I’ve been crazy-busy on a number of fronts, as a result this report on doings at the Grand Midway Hotel (and in particular the weekly coffeehouse) is a shameful four days late. My apologies.
So anyway, the evening after Halloween night (when Syn and I donned costumes and gave out treats to passersby from the Midway’s porch) the Midway enjoyed one of best crowd’s of the year. Much coffee, hot tea, and cold drinks were enjoyed. As usual, an intrepid band of role players gathered around the dining room table for a fantasy quest. The news of the day (including some inevitable discussions of the forthcoming elections) was discussed.
Also mentioned was the kid-friendly after-Halloween haunted house tour that Blair was throwing at the last minute for the following Saturday afternoon. Amber even previewed the fancy gown she was to wear for this occasion.
On the film front, the evening featured a pair of movies from 1987 (though they were wildly different from each other in tone, intent and structure) as major studio bookends between a locally-produced, extremely low-budget monster movie with VERY local roots.
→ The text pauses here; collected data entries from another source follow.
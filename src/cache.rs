//! Memoized parse cache. Stores the in-flight computation itself, not just
//! its eventual result, so N concurrent requests for one path trigger
//! exactly one parse.

use std::collections::HashMap;
use std::path::{Path, PathBuf};
use std::sync::{Arc, Mutex, MutexGuard};

use futures_util::FutureExt as _;
use futures_util::future::{BoxFuture, Shared};

use crate::document::Document;
use crate::error::Error;
use crate::scanner;

/// A shared handle to an in-progress or completed parse.
type ParseFuture = Shared<BoxFuture<'static, Result<Arc<Document>, Arc<Error>>>>;

/// Per-run document cache. Cloning shares the underlying map; all state
/// lives for one invocation only, so no eviction policy is needed beyond
/// the failure rule below.
#[derive(Clone, Default)]
pub struct DocumentCache {
    entries: Arc<Mutex<HashMap<PathBuf, ParseFuture>>>,
}

impl DocumentCache {
    pub fn new() -> Self {
        return Self::default();
    }

    /// Resolve a document, parsing it at most once per run. Keys are
    /// absolutized and lexically normalized, never symlink-dereferenced.
    ///
    /// # Errors
    ///
    /// Returns scanner errors (`FileNotFound`, `FileTooLarge`, `Io`),
    /// wrapped in `Error::Shared` when observed through a shared parse.
    pub async fn resolve(&self, path: &Path) -> Result<Arc<Document>, Error> {
        let key = cache_key(path)?;
        let future = self.in_flight_or_spawn(key);
        return future.await.map_err(Error::Shared);
    }

    /// Return the in-flight computation for a key, starting one if absent.
    fn in_flight_or_spawn(&self, key: PathBuf) -> ParseFuture {
        let mut entries = lock(&self.entries);
        if let Some(existing) = entries.get(&key) {
            return existing.clone();
        }

        let map = Arc::clone(&self.entries);
        let parse_key = key.clone();
        let future = async move {
            let parsed = scanner::parse(&parse_key).await;
            if parsed.is_err() {
                // Evict before any waiter can observe the failure. A later
                // retry must perform a fresh parse, not replay this error.
                lock(&map).remove(&parse_key);
            }
            return parsed.map(Arc::new).map_err(Arc::new);
        }
        .boxed()
        .shared();

        entries.insert(key, future.clone());
        return future;
    }
}

/// Lock the entry map, recovering the guard if a panicking thread poisoned it.
fn lock<'a>(
    map: &'a Mutex<HashMap<PathBuf, ParseFuture>>,
) -> MutexGuard<'a, HashMap<PathBuf, ParseFuture>> {
    return match map.lock() {
        Ok(guard) => guard,
        Err(poisoned) => poisoned.into_inner(),
    };
}

/// Build the normalized cache key for a path.
///
/// # Errors
///
/// Returns `Error::Io` if the current directory is unavailable while
/// absolutizing a relative path.
fn cache_key(path: &Path) -> Result<PathBuf, Error> {
    let absolute = std::path::absolute(path)?;
    return Ok(scanner::normalize_path(&absolute));
}

#[cfg(test)]
#[allow(clippy::missing_panics_doc)]
mod tests {
    use std::path::Path;

    use futures_util::future::join_all;

    use super::*;

    #[tokio::test]
    async fn same_path_parses_once() {
        let dir = tempfile::tempdir().unwrap();
        let file = dir.path().join("doc.md");
        std::fs::write(&file, "# One\n").unwrap();

        let cache = DocumentCache::new();
        let first = cache.resolve(&file).await.unwrap();

        // A second resolve must return the memoized parse, not re-read
        // the (now changed) file.
        std::fs::write(&file, "# Two\n").unwrap();
        let second = cache.resolve(&file).await.unwrap();

        assert!(Arc::ptr_eq(&first, &second));
        assert!(second.has_anchor("One"));
        assert!(!second.has_anchor("Two"));
    }

    #[tokio::test]
    async fn concurrent_resolves_share_one_parse() {
        let dir = tempfile::tempdir().unwrap();
        let file = dir.path().join("doc.md");
        std::fs::write(&file, "# Shared\n").unwrap();

        let cache = DocumentCache::new();
        let resolved = join_all((0..8).map(|_| cache.resolve(&file))).await;

        let mut documents = resolved.into_iter().map(Result::unwrap);
        let first = documents.next().unwrap();
        for other in documents {
            assert!(Arc::ptr_eq(&first, &other));
        }
    }

    #[tokio::test]
    async fn normalized_keys_hit_the_same_entry() {
        let dir = tempfile::tempdir().unwrap();
        std::fs::create_dir(dir.path().join("sub")).unwrap();
        let file = dir.path().join("sub").join("doc.md");
        std::fs::write(&file, "# N\n").unwrap();

        let cache = DocumentCache::new();
        let direct = cache.resolve(&file).await.unwrap();
        let dotted = dir.path().join("sub").join("..").join("sub").join("doc.md");
        let via_dots = cache.resolve(&dotted).await.unwrap();

        assert!(Arc::ptr_eq(&direct, &via_dots));
    }

    #[tokio::test]
    async fn failed_parse_is_evicted_so_retry_succeeds() {
        let dir = tempfile::tempdir().unwrap();
        let file = dir.path().join("late.md");

        let cache = DocumentCache::new();
        let missing = cache.resolve(&file).await;
        assert!(missing.is_err());

        // The transient condition is fixed; a poisoned entry would replay
        // the old failure here.
        std::fs::write(&file, "# Late\n").unwrap();
        let retried = cache.resolve(&file).await.unwrap();
        assert!(retried.has_anchor("Late"));
    }

    #[tokio::test]
    async fn concurrent_waiters_all_observe_the_failure_then_retry_works() {
        let dir = tempfile::tempdir().unwrap();
        let file = dir.path().join("late.md");

        let cache = DocumentCache::new();
        let results = join_all((0..4).map(|_| cache.resolve(&file))).await;
        assert!(results.iter().all(Result::is_err));

        std::fs::write(&file, "# Late\n").unwrap();
        assert!(cache.resolve(&file).await.is_ok());
    }

    #[tokio::test]
    async fn oversized_file_is_rejected() {
        let dir = tempfile::tempdir().unwrap();
        let file = dir.path().join("big.md");
        std::fs::write(&file, "x".repeat(17 * 1024 * 1024)).unwrap();

        let cache = DocumentCache::new();
        let message = cache
            .resolve(Path::new(&file))
            .await
            .unwrap_err()
            .to_string();
        assert!(message.contains("file too large"), "got: {message}");
    }
}
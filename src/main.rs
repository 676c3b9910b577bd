mod cache;
mod commands;
mod config;
mod diagnostics;
mod document;
mod error;
mod extractor;
mod resolver;
mod scanner;
mod types;
mod validator;

use std::path::PathBuf;
use std::process::ExitCode;

use clap::{Parser, Subcommand};

#[derive(Parser)]
#[command(
    name = "citecheck",
    about = "Citation validation and content extraction for markdown corpora"
)]
struct Cli {
    #[command(subcommand)]
    command: Commands,
}

#[derive(Subcommand)]
enum Commands {
    /// List the anchors a document exposes
    Anchors {
        /// Document to inspect
        file: PathBuf,
    },
    /// Validate all citations in a source document
    Check {
        /// Source document to validate
        source: PathBuf,
        /// Vault root for vault-absolute and fallback resolution
        #[arg(long)]
        scope: Option<PathBuf>,
        /// Emit the result record as JSON
        #[arg(long)]
        json: bool,
    },
    /// Validate, then extract and deduplicate referenced content
    Extract {
        /// Source document whose citations are extracted
        source: PathBuf,
        /// Vault root for vault-absolute and fallback resolution
        #[arg(long)]
        scope: Option<PathBuf>,
        /// Make whole-file links extraction-eligible
        #[arg(long)]
        full_files: bool,
        /// Emit the result record as JSON
        #[arg(long)]
        json: bool,
    },
    /// Rewrite fragile or broken citations that have a confident correction
    Fix {
        /// Source document to rewrite
        source: PathBuf,
        /// Vault root for vault-absolute and fallback resolution
        #[arg(long)]
        scope: Option<PathBuf>,
    },
}

#[tokio::main(flavor = "current_thread")]
async fn main() -> ExitCode {
    let cli = Cli::parse();

    let outcome = match &cli.command {
        Commands::Anchors { file } => commands::anchors(file).await.map(|()| ExitCode::SUCCESS),
        Commands::Check { source, scope, json } => {
            commands::check(source, scope.as_deref(), *json).await
        },
        Commands::Extract { source, scope, full_files, json } => {
            commands::extract(source, scope.as_deref(), *full_files, *json).await
        },
        Commands::Fix { source, scope } => {
            commands::fix(source, scope.as_deref()).await.map(|()| ExitCode::SUCCESS)
        },
    };

    match outcome {
        Ok(code) => code,
        Err(e) => {
            diagnostics::print_error(&e);
            ExitCode::FAILURE
        },
    }
}
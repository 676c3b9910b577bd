use std::path::Path;
use std::process::Command;

fn citecheck_cmd(fixture: &str) -> Command {
    let mut cmd = Command::new(env!("CARGO_BIN_EXE_citecheck"));
    cmd.current_dir(Path::new("tests/fixtures").join(fixture));
    cmd
}

#[test]
fn clean_corpus_checks_green() {
    let out = citecheck_cmd("clean")
        .args(["check", "source.md"])
        .output()
        .unwrap();
    assert!(
        out.status.success(),
        "check failed: {}",
        String::from_utf8_lossy(&out.stderr)
    );
    let stdout = String::from_utf8_lossy(&out.stdout);
    assert!(stdout.contains("0 broken"), "got: {stdout}");
}

#[test]
fn broken_citation_exits_two() {
    let out = citecheck_cmd("corpus")
        .args(["check", "source.md"])
        .output()
        .unwrap();
    assert_eq!(out.status.code(), Some(2));
    let stdout = String::from_utf8_lossy(&out.stdout);
    assert!(stdout.contains("BROKEN"), "got: {stdout}");
}

#[test]
fn fragile_citation_exits_one_with_conversion() {
    let out = citecheck_cmd("scoped")
        .args(["check", "source.md", "--scope", "."])
        .output()
        .unwrap();
    assert_eq!(out.status.code(), Some(1));
    let stdout = String::from_utf8_lossy(&out.stdout);
    assert!(stdout.contains("subdir/target.md#Anchor"), "got: {stdout}");
}

#[test]
fn check_json_summary_is_consistent_with_links() {
    let out = citecheck_cmd("corpus")
        .args(["check", "source.md", "--json"])
        .output()
        .unwrap();
    let json: serde_json::Value = serde_json::from_slice(&out.stdout).unwrap();

    let links = json["links"].as_array().unwrap();
    let summary = &json["summary"];
    assert_eq!(
        summary["total"].as_u64().unwrap(),
        u64::try_from(links.len()).unwrap()
    );
    assert_eq!(
        summary["valid"].as_u64().unwrap()
            + summary["warning"].as_u64().unwrap()
            + summary["error"].as_u64().unwrap(),
        summary["total"].as_u64().unwrap()
    );

    // Enrichment exclusivity: valid links carry no error fields.
    for link in links {
        let validation = &link["validation"];
        if validation["status"] == "valid" {
            assert!(validation.get("message").is_none());
            assert!(validation.get("suggestion").is_none());
        } else {
            assert!(!validation["message"].as_str().unwrap_or("").is_empty());
        }
    }
}

#[test]
fn extract_json_reports_deduplicated_content() {
    let out = citecheck_cmd("corpus")
        .args(["extract", "source.md", "--json"])
        .output()
        .unwrap();
    let json: serde_json::Value = serde_json::from_slice(&out.stdout).unwrap();

    let index = json["content_index"].as_array().unwrap();
    assert_eq!(index.len(), 1);
    assert_eq!(index[0]["text"], "Hello world.");
    assert_eq!(index[0]["length"], 12);

    let stats = &json["stats"];
    assert_eq!(stats["total_links"], 3);
    assert_eq!(stats["unique_content"], 1);
    assert_eq!(stats["duplicate_content_detected"], 2);
    assert_eq!(stats["tokens_saved"], 24);

    let reports = json["link_reports"].as_array().unwrap();
    assert_eq!(reports.len(), 3);
    for report in reports {
        assert_eq!(report["outcome"], "success");
        assert_eq!(report["block"], index[0]["id"]);
    }
}

#[test]
fn anchors_lists_both_header_id_variants() {
    let out = citecheck_cmd("anchors")
        .args(["anchors", "doc.md"])
        .output()
        .unwrap();
    assert!(out.status.success());
    let stdout = String::from_utf8_lossy(&out.stdout);
    assert!(stdout.contains("#Story 1.5: Cache"), "got: {stdout}");
    assert!(stdout.contains("#Story%201.5%20Cache"), "got: {stdout}");
    assert!(stdout.contains("#^cache-block"), "got: {stdout}");
}

#[test]
fn fix_rewrites_a_close_anchor_match_then_check_passes() {
    let dir = tempfile::tempdir().unwrap();
    std::fs::write(dir.path().join("target.md"), "## Sample Header\n\nBody.\n").unwrap();
    std::fs::write(
        dir.path().join("source.md"),
        "[s](target.md#Sample-Header)\n",
    )
    .unwrap();

    let fix = Command::new(env!("CARGO_BIN_EXE_citecheck"))
        .current_dir(dir.path())
        .args(["fix", "source.md"])
        .output()
        .unwrap();
    assert!(
        fix.status.success(),
        "fix failed: {}",
        String::from_utf8_lossy(&fix.stderr)
    );

    let rewritten = std::fs::read_to_string(dir.path().join("source.md")).unwrap();
    assert_eq!(rewritten.trim(), "[s](target.md#Sample Header)");

    let check = Command::new(env!("CARGO_BIN_EXE_citecheck"))
        .current_dir(dir.path())
        .args(["check", "source.md"])
        .output()
        .unwrap();
    assert!(
        check.status.success(),
        "check after fix failed: {}",
        String::from_utf8_lossy(&check.stdout)
    );
}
In the first film, Angel Heart,
you’ve got Mickey Rourke as a (frequently beaten-up) Brooklyn private detective in the 1950s. He’s hired by mysterious Robert De Niro to find out if a missing WW 2 veteran is still alive. That brings him eventually to the bayou country of Louisiana, where voodoo-related danger and a sexy encounter with Lisa Bonet awaits.
I thought it was a pretty good blend of noirish PI stuff and horror-thriller/voodoo aspects. Syn and several others remarked at their amazement of seeing Rourke looking almost handsome, back in the day. Consulting the internet via smartphone confirmed it was the very same actor who in later years has been known for his increasingly grotesque appearance.
At the other end of the evening, we plugged a (mostly) fun horror anthology flick into the DVD player for the 2 wide-screen TVs behind the bar:
“The Raft” is one of my favorite Stephen King short stories and, in my opinion, was the best of the three offerings presented here.
In between, we showed Cannibal Tick, a just-released 2018 throwback to monster movies of the 1950s. Produced in and around the Johnstown area (including a bar scene filmed right here in the Midway), it brings out that old chestnut of nuclear testing gone wrong. This time it’s humble ticks that get irradiated. Already natural bloodsuckers, these have been mutated into over-sized monsters. Mad scientist attempts to study them and (of course) they get loose and terrorize the cast. The murderous insects grow to about ‘only’ the size of house cats and can be killed by ordinary rifle fire, but they’re still big enough and mean enough to jump, mutilate and kill plenty of unwitting humans. Special effects are deliciously cheesy, the sound effects (particularly gunfire) are a bit over-the-top and the gore isn’t what you’d call realistic–but who cares?
It’s a zero-budget romp–and we were honored to have William Long (who produced, directed, acted in and did all manner of other jobs in this epic) on hand for the screening. It was great talking to him about this and other projects he has in mind, as well as films he’s been impressed with/inspired by.
Since I took so long to get this written, I should also note that the kid-focused tours on the 3rd were enjoyable. With minimal advance notice, the numbers of kids and parents taking part weren’t large. But they had a good time and collected lots of extra candy (as if they needed more, mere days after the formal trick-or-treating). The ten volunteers who donned costumes (including myself) and served as guides enjoyed themselves as well. (Plus Blair rewarded our efforts afterward with 3 pizzas from Mimos –yum!)